Aprovechemos bien la jornada que estamos viviendo.
III.
Dios sabe la necesidad que padecemos; busquemos el reino
de Dios y su justicia en primer lugar, y todo lo demás
se nos dará por añadidura11. «Tengamos el
propósito firme y general de servir a Dios de corazón,
toda la vida, y con eso no queramos saber sino que hay
un mañana, en el que no hemos de pensar. Preocupémonos
por obrar bien hoy: el mañana vendrá también a
llamarse hoy, y entonces pensaremos en él. Hay
que hacer provisiones de maná para cada día y nada más;
no tengamos la menor duda de que Dios hará caer otro
maná al día siguiente, y al otro, mientras duren las
jornadas de nuestra peregrinación»12. El
Señor no nos fallará.
Vivir el momento
presente supone prestar atención a las cosas y a las
personas y, por tanto, mortificar la imaginación y el
recuerdo inoportuno. La imaginación nos hace estar «en
otro mundo», muy lejos del único que tenemos para
santificar; es, con frecuencia, la causa de muchas
pérdidas de tiempo, y de no aprovechar grandes ocasiones
para hacer el bien.

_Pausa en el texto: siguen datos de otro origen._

//! Transport layer
//!
//! The polling engine only needs to write a request and block on the reply.
//! [`Transport`] captures exactly that; [`SerialLink`] implements it on top of
//! a serial port.

mod serial;

pub use serial::{
    list_ports, SerialConfig, SerialFlowControl, SerialLink, SerialParity, DEFAULT_BAUD_RATE,
    DEFAULT_READ_TIMEOUT,
};

use bytes::Bytes;
use std::time::Duration;
use thiserror::Error;

/// Transport error types
#[derive(Error, Debug)]
pub enum TransportError {
    /// Connection failed
    #[error("Connection failed: {0}")]
    ConnectionFailed(String),

    /// Port not found
    #[error("Port not found: {0}")]
    PortNotFound(String),

    /// Permission denied
    #[error("Permission denied: {0}")]
    PermissionDenied(String),

    /// Port auto-selection failed
    #[error("No suitable serial port: {0}")]
    NoSuitablePort(String),

    /// Invalid configuration
    #[error("Invalid configuration: {0}")]
    InvalidConfiguration(String),

    /// I/O error
    #[error("I/O error: {0}")]
    IoError(#[from] std::io::Error),

    /// Disconnected
    #[error("Disconnected")]
    Disconnected,
}

/// Transport statistics
#[derive(Debug, Clone, Default, PartialEq, Eq)]
pub struct TransportStats {
    /// Bytes sent
    pub bytes_sent: u64,
    /// Bytes received
    pub bytes_received: u64,
    /// Frames written
    pub packets_sent: u64,
    /// Reads that returned data
    pub packets_received: u64,
    /// Reads that timed out without data
    pub timeouts: u64,
}

/// Blocking request/response byte channel
#[cfg_attr(test, mockall::automock)]
pub trait Transport {
    /// Write a complete request
    fn write(&mut self, data: &[u8]) -> Result<(), TransportError>;

    /// Read up to `max_bytes`, waiting at most `timeout`.
    ///
    /// Returns an empty buffer when nothing arrived in time.
    fn read(&mut self, max_bytes: usize, timeout: Duration) -> Result<Bytes, TransportError>;
}

impl<T: Transport + ?Sized> Transport for Box<T> {
    fn write(&mut self, data: &[u8]) -> Result<(), TransportError> {
        (**self).write(data)
    }

    fn read(&mut self, max_bytes: usize, timeout: Duration) -> Result<Bytes, TransportError> {
        (**self).read(max_bytes, timeout)
    }
}
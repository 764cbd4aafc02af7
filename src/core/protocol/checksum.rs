//! Checksum used by NovaStar sending cards
//!
//! Every byte after the 2-byte header is summed as an unsigned value on top
//! of the seed `0x5555`. The low 16 bits are transmitted low byte first.

use super::frame::HEADER_LEN;
use super::ProtocolError;

/// Seed added to the byte sum
pub const CHECKSUM_SEED: u16 = 0x5555;

/// Checksum size in bytes
pub const CHECKSUM_LEN: usize = 2;

/// Seeded 16-bit sum of `data`
pub fn sum16(data: &[u8]) -> u16 {
    data.iter()
        .fold(CHECKSUM_SEED, |acc, &b| acc.wrapping_add(u16::from(b)))
}

/// Calculate the checksum of a frame under construction, in wire order.
///
/// `frame` is the complete frame without its checksum, header included.
pub fn checksum(frame: &[u8]) -> Result<[u8; CHECKSUM_LEN], ProtocolError> {
    let domain = frame.get(HEADER_LEN..).ok_or_else(|| {
        ProtocolError::MalformedFrame(format!(
            "{} byte frame is shorter than its header",
            frame.len()
        ))
    })?;

    Ok(sum16(domain).to_le_bytes())
}

/// Verify the trailing checksum of a complete frame
pub fn verify(frame: &[u8]) -> bool {
    if frame.len() < HEADER_LEN + CHECKSUM_LEN {
        return false;
    }

    let (body, trailer) = frame.split_at(frame.len() - CHECKSUM_LEN);
    checksum(body).map_or(false, |calculated| calculated == trailer)
}
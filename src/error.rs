//! Failure taxonomy for launch attempts and the reports shown to the user.
//!
//! Every failure is caught at the boundary of the action that triggered it and
//! turned into an `ErrorReport` via [`RunnerError::report`].

use std::io;
use std::path::PathBuf;

use thiserror::Error;

use crate::platform::Platform;
use crate::project::ProjectKind;

/// Why no runnable script could be selected.
#[derive(Debug, Clone, Copy, PartialEq, Eq)]
pub enum ScriptMissing {
    /// Neither the platform script nor a fallback exists.
    NoScript,
    /// `run.sh` exists but WSL is not available.
    SubsystemUnavailable,
    /// `run.sh` exists but the user declined to run it through WSL.
    FallbackDeclined,
    /// Direct npm mode was requested but `npm` is not on the search path.
    NpmMissing,
}

#[derive(Debug, Error)]
pub enum RunnerError {
    #[error("failed to load project paths from {}: {source}", path.display())]
    ConfigLoad {
        path: PathBuf,
        #[source]
        source: io::Error,
    },

    #[error("failed to save project paths to {}: {source}", path.display())]
    ConfigSave {
        path: PathBuf,
        #[source]
        source: io::Error,
    },

    #[error("project path does not exist: {}", path.display())]
    PathNotFound { kind: ProjectKind, path: PathBuf },

    #[error("no runnable script for {kind} in {}", dir.display())]
    ScriptNotFound {
        kind: ProjectKind,
        dir: PathBuf,
        reason: ScriptMissing,
    },

    #[error("failed to start {program} for {kind}: {source}")]
    Spawn {
        kind: ProjectKind,
        program: String,
        #[source]
        source: io::Error,
    },

    #[error("error reading {label} output: {source}")]
    OutputStream {
        label: String,
        #[source]
        source: io::Error,
    },

    #[error("{step} failed: {detail}")]
    Install { step: String, detail: String },
}

/// A user-facing report: a title and a body that may contain captured output.
#[derive(Debug, Clone, PartialEq, Eq)]
pub struct ErrorReport {
    pub title: String,
    pub body: String,
}

impl ErrorReport {
    pub fn new(title: impl Into<String>, body: impl Into<String>) -> Self {
        Self {
            title: title.into(),
            body: body.into(),
        }
    }
}

impl RunnerError {
    /// Converts the error into a report with enough context to self-diagnose.
    pub fn report(&self, platform: Platform) -> ErrorReport {
        match self {
            RunnerError::ConfigLoad { path, source } => ErrorReport::new(
                "Configuration Error",
                format!(
                    "Error loading config {}: {}\n\nDefault project paths remain in effect.",
                    path.display(),
                    source
                ),
            ),
            RunnerError::ConfigSave { path, source } => ErrorReport::new(
                "Save Error",
                format!("Error saving config {}: {}", path.display(), source),
            ),
            RunnerError::PathNotFound { kind, path } => ErrorReport::new(
                "Path Error",
                format!(
                    "Project path does not exist: {}\n\nProject: {}\n{}",
                    path.display(),
                    kind,
                    Platform::host_description()
                ),
            ),
            RunnerError::ScriptNotFound { kind, dir, reason } => ErrorReport::new(
                "Script Not Found",
                format!(
                    "{}\n\nProject: {}\n{}\n\n{}",
                    script_missing_text(*reason, dir, platform),
                    kind,
                    Platform::host_description(),
                    platform.launch_hint()
                ),
            ),
            RunnerError::Spawn { kind, .. } => ErrorReport::new(
                "Error",
                format!(
                    "Error running {} project:\n{}\n\n{}\n\n{}",
                    kind,
                    self,
                    platform.launch_hint(),
                    platform.toolchain_summary()
                ),
            ),
            RunnerError::OutputStream { .. } => ErrorReport::new("Error", self.to_string()),
            RunnerError::Install { .. } => ErrorReport::new(
                "Installation Error",
                format!("{}\n\n{}", self, platform.toolchain_summary()),
            ),
        }
    }
}

fn script_missing_text(reason: ScriptMissing, dir: &std::path::Path, platform: Platform) -> String {
    match (reason, platform) {
        (ScriptMissing::NoScript, Platform::Windows) => format!(
            "Neither run.ps1 nor run.sh was found in {}\n\n\
             Please make sure you have the appropriate script files for your platform.",
            dir.display()
        ),
        (ScriptMissing::NoScript, Platform::Unix) => format!(
            "Script file run.sh not found in {}\n\n\
             Please make sure you have the appropriate script files for your platform.",
            dir.display()
        ),
        (ScriptMissing::SubsystemUnavailable, _) => format!(
            "The PowerShell script (run.ps1) was not found in {}.\n\
             A shell script (run.sh) exists, but Windows Subsystem for Linux (WSL) is not available.\n\n\
             Please make sure you have the appropriate script files for your platform, or install WSL.",
            dir.display()
        ),
        (ScriptMissing::FallbackDeclined, _) => format!(
            "PowerShell script not found in {}, and running run.sh through WSL was declined.",
            dir.display()
        ),
        (ScriptMissing::NpmMissing, _) => {
            "npm not found. Please install Node.js from https://nodejs.org/".to_string()
        }
    }
}

#[cfg(test)]
mod tests {
    use super::*;

    #[test]
    fn path_not_found_report_names_path_and_kind() {
        let err = RunnerError::PathNotFound {
            kind: ProjectKind::Python,
            path: PathBuf::from("/nowhere/Python"),
        };
        let report = err.report(Platform::Unix);
        assert_eq!(report.title, "Path Error");
        assert!(report.body.contains("/nowhere/Python"));
        assert!(report.body.contains("python"));
    }

    #[test]
    fn spawn_report_lists_toolchains() {
        let err = RunnerError::Spawn {
            kind: ProjectKind::Java,
            program: "powershell".into(),
            source: io::Error::new(io::ErrorKind::NotFound, "program not found"),
        };
        let report = err.report(Platform::Windows);
        assert!(report.body.contains("Error running java project"));
        assert!(report.body.contains("JDK 17 or later"));
        assert!(report.body.contains("Set-ExecutionPolicy"));
    }

    #[test]
    fn declined_fallback_is_explained() {
        let err = RunnerError::ScriptNotFound {
            kind: ProjectKind::Cpp,
            dir: PathBuf::from("C:\\proj"),
            reason: ScriptMissing::FallbackDeclined,
        };
        let report = err.report(Platform::Windows);
        assert_eq!(report.title, "Script Not Found");
        assert!(report.body.contains("declined"));
    }
}
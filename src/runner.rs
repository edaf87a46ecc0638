//! Process execution and management.
//!
//! The `ProcessManager` owns one slot per project kind. Launching into a slot
//! terminates whatever that slot was running before, so at most one child per
//! project is alive at any time. Output is handed to a monitor task; exits are
//! collected by polling from the UI loop.

use std::collections::HashMap;
use std::process::ExitStatus;
use std::time::Duration;

use tokio::process::Child;
use tokio::sync::mpsc;

use crate::error::RunnerError;
use crate::events::Event;
use crate::launcher::{self, LaunchRequest};
use crate::monitor::{self, MonitorSpec};
use crate::project::{ProjectKind, RunId};

/// A process that was started.
#[derive(Debug, Clone, Copy, PartialEq, Eq)]
pub struct Launched {
    pub run: RunId,
    pub pid: Option<u32>,
}

/// A tracked process that finished on its own.
#[derive(Debug, Clone, PartialEq, Eq)]
pub struct Exit {
    pub kind: ProjectKind,
    pub run: RunId,
    pub code: Option<i32>,
}

struct Slot {
    run: RunId,
    child: Child,
}

/// Manages the lifecycle of project processes.
pub struct ProcessManager {
    slots: HashMap<ProjectKind, Slot>,
    event_tx: mpsc::Sender<Event>,
    shutdown_grace: Duration,
    next_run: RunId,
}

impl ProcessManager {
    pub fn new(event_tx: mpsc::Sender<Event>, shutdown_grace: Duration) -> Self {
        Self {
            slots: HashMap::new(),
            event_tx,
            shutdown_grace,
            next_run: 1,
        }
    }

    /// Hands out a fresh run id. Helper processes (installers, `npm install`)
    /// use one too so their output can be told apart from stale runs.
    pub fn allocate_run(&mut self) -> RunId {
        let run = self.next_run;
        self.next_run += 1;
        run
    }

    /// Starts the project described by `request`, replacing any running one.
    pub async fn launch(&mut self, request: &LaunchRequest) -> Result<Launched, RunnerError> {
        let kind = request.kind();
        self.terminate(kind).await;

        let run = self.allocate_run();
        let mut command = launcher::build_command(request);
        let mut child = command.spawn().map_err(|err| RunnerError::Spawn {
            kind,
            program: launcher::program_label(&request.plan.invocation),
            source: err,
        })?;
        let pid = child.id();
        tracing::info!(%kind, run, pid, dir = %request.plan.dir.display(), "project started");

        let lines = monitor::merge_output(&mut child);
        monitor::spawn_monitor(MonitorSpec::project(kind, run), lines, self.event_tx.clone());
        self.slots.insert(kind, Slot { run, child });
        Ok(Launched { run, pid })
    }

    /// Forcibly stops the process in `kind`'s slot, if any.
    pub async fn terminate(&mut self, kind: ProjectKind) {
        let Some(mut slot) = self.slots.remove(&kind) else {
            return;
        };
        tracing::info!(%kind, run = slot.run, "terminating previous process");
        if let Some(pid) = slot.child.id() {
            kill_process_group(pid).await;
        }
        let _ = slot.child.kill().await;
        let _ = slot.child.wait().await;
    }

    /// Run id of the process tracked for `kind`.
    pub fn current_run(&self, kind: ProjectKind) -> Option<RunId> {
        self.slots.get(&kind).map(|slot| slot.run)
    }

    /// Collects processes that have exited since the last poll.
    pub fn poll_exits(&mut self) -> Vec<Exit> {
        let mut exits = Vec::new();
        self.slots.retain(|kind, slot| match slot.child.try_wait() {
            Ok(Some(status)) => {
                exits.push(Exit {
                    kind: *kind,
                    run: slot.run,
                    code: status.code(),
                });
                false
            }
            Ok(None) => true,
            Err(err) => {
                tracing::warn!(%kind, run = slot.run, error = %err, "cannot poll process");
                exits.push(Exit {
                    kind: *kind,
                    run: slot.run,
                    code: None,
                });
                false
            }
        });
        exits.sort_by_key(|exit| exit.kind);
        exits
    }

    /// Interrupts every running process, then kills those still alive after the grace period.
    pub async fn shutdown_all(&mut self) {
        for (kind, slot) in self.slots.iter() {
            if let Some(pid) = slot.child.id() {
                tracing::debug!(%kind, pid, "interrupting");
                interrupt_process_group(pid);
            }
        }
        let grace = self.shutdown_grace;
        for (kind, mut slot) in self.slots.drain() {
            match wait_for_exit(&mut slot.child, grace).await {
                Some(_) => {}
                None => {
                    tracing::debug!(%kind, "killing after grace period");
                    if let Some(pid) = slot.child.id() {
                        kill_process_group(pid).await;
                    }
                    let _ = slot.child.kill().await;
                    let _ = slot.child.wait().await;
                }
            }
        }
    }
}

#[cfg(unix)]
fn signal_group(pid: u32, signal: libc::c_int) {
    unsafe {
        let pid = pid as i32;
        let _ = libc::kill(-pid, signal);
        let _ = libc::kill(pid, signal);
    }
}

#[cfg(unix)]
fn interrupt_process_group(pid: u32) {
    signal_group(pid, libc::SIGINT);
}

#[cfg(unix)]
async fn kill_process_group(pid: u32) {
    signal_group(pid, libc::SIGKILL);
}

#[cfg(windows)]
fn interrupt_process_group(pid: u32) {
    use windows_sys::Win32::System::Console::GenerateConsoleCtrlEvent;
    use windows_sys::Win32::System::Console::CTRL_BREAK_EVENT;
    // CTRL_BREAK is the only console signal a new process group receives.
    unsafe {
        let _ = GenerateConsoleCtrlEvent(CTRL_BREAK_EVENT, pid);
    }
}

/// Kills `pid` and every process it started, so a dev server launched by
/// `powershell` does not outlive it.
#[cfg(windows)]
async fn kill_process_group(pid: u32) {
    let result = tokio::process::Command::new("taskkill")
        .args(["/T", "/F", "/PID", &pid.to_string()])
        .stdin(std::process::Stdio::null())
        .stdout(std::process::Stdio::null())
        .stderr(std::process::Stdio::null())
        .status()
        .await;
    if let Err(err) = result {
        tracing::warn!(pid, error = %err, "taskkill failed");
    }
}

#[cfg(not(any(unix, windows)))]
fn interrupt_process_group(_pid: u32) {}

#[cfg(not(any(unix, windows)))]
async fn kill_process_group(_pid: u32) {}

async fn wait_for_exit(child: &mut Child, timeout: Duration) -> Option<ExitStatus> {
    if timeout.is_zero() {
        return None;
    }
    match tokio::time::timeout(timeout, child.wait()).await {
        Ok(Ok(status)) => Some(status),
        Ok(Err(_)) | Err(_) => None,
    }
}


#[cfg(all(test, windows))]
mod windows_tests {
    use super::*;

    #[tokio::test]
    async fn tree_kill_stops_shell_and_its_children() {
        let mut child = tokio::process::Command::new("cmd")
            .args(["/C", "ping -n 30 127.0.0.1 > NUL"])
            .spawn()
            .unwrap();
        kill_process_group(child.id().unwrap()).await;
        let status = tokio::time::timeout(Duration::from_secs(5), child.wait())
            .await
            .unwrap()
            .unwrap();
        assert!(!status.success());
    }
}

La falta de mortificación interior,
de la imaginación y de la curiosidad, es uno de los
grandes enemigos de nuestra santificación.
Vivir el momento
presente requiere de nosotros rechazar los falsos
temores a peligros futuros, que nuestra fantasía agranda
y deforma. También perdemos el sentido de la realidad
con las falsas cruces que, en ocasiones, nuestra
imaginación inventa y padecemos inútilmente, por no
aceptar quizá la pequeña cruz que el Señor nos pone
delante, la cual nos llenaría de paz y de alegría.
Vivir con plenitud
de Amor el momento presente nos situará constantemente
ante cosas en apariencia de poco relieve, en las que
debemos ser fieles. Hic et nunc: aquí y ahora
debemos cumplir con puntualidad el plan de vida que
hemos fijado. Aquí y ahora hemos de ser generosos
con Dios, huyendo de la tibieza. Aquí y ahora
espera el Señor que nos venzamos en aquello que nos
cuesta y procuremos avanzar en esos puntos de lucha que
constituyen el examen particular.
Pidamos a la
Santísima Trinidad que nos conceda la gracia de vivir el
momento presente en cada jornada con plenitud de Amor,
como si fuera la última ofrenda de nuestra vida en la
tierra.
1 Mt 6,
34. — 2 Cfr. San Josemaría
Escrivá, Camino, n. 253. — 3 Sal
17, 19-20.— 4 Sal 31, 16. — 5
Ecli 11, 4. — 6 Is 49, 14-15. — 7
Mt 14, 27. — 8 Misal
Romano, Oración de Clemente XI para después de
la Santa Misa. — 9 ídem,
Oración preparatoria de la Misa. — 10 Cfr.
V. Lehodey, El santo
abandono, Casals, Barcelona 1945, p. 63. — 11
Cfr. Mt 6, 32-34. — 12
San Francisco de Sales, Epistolario, fragm.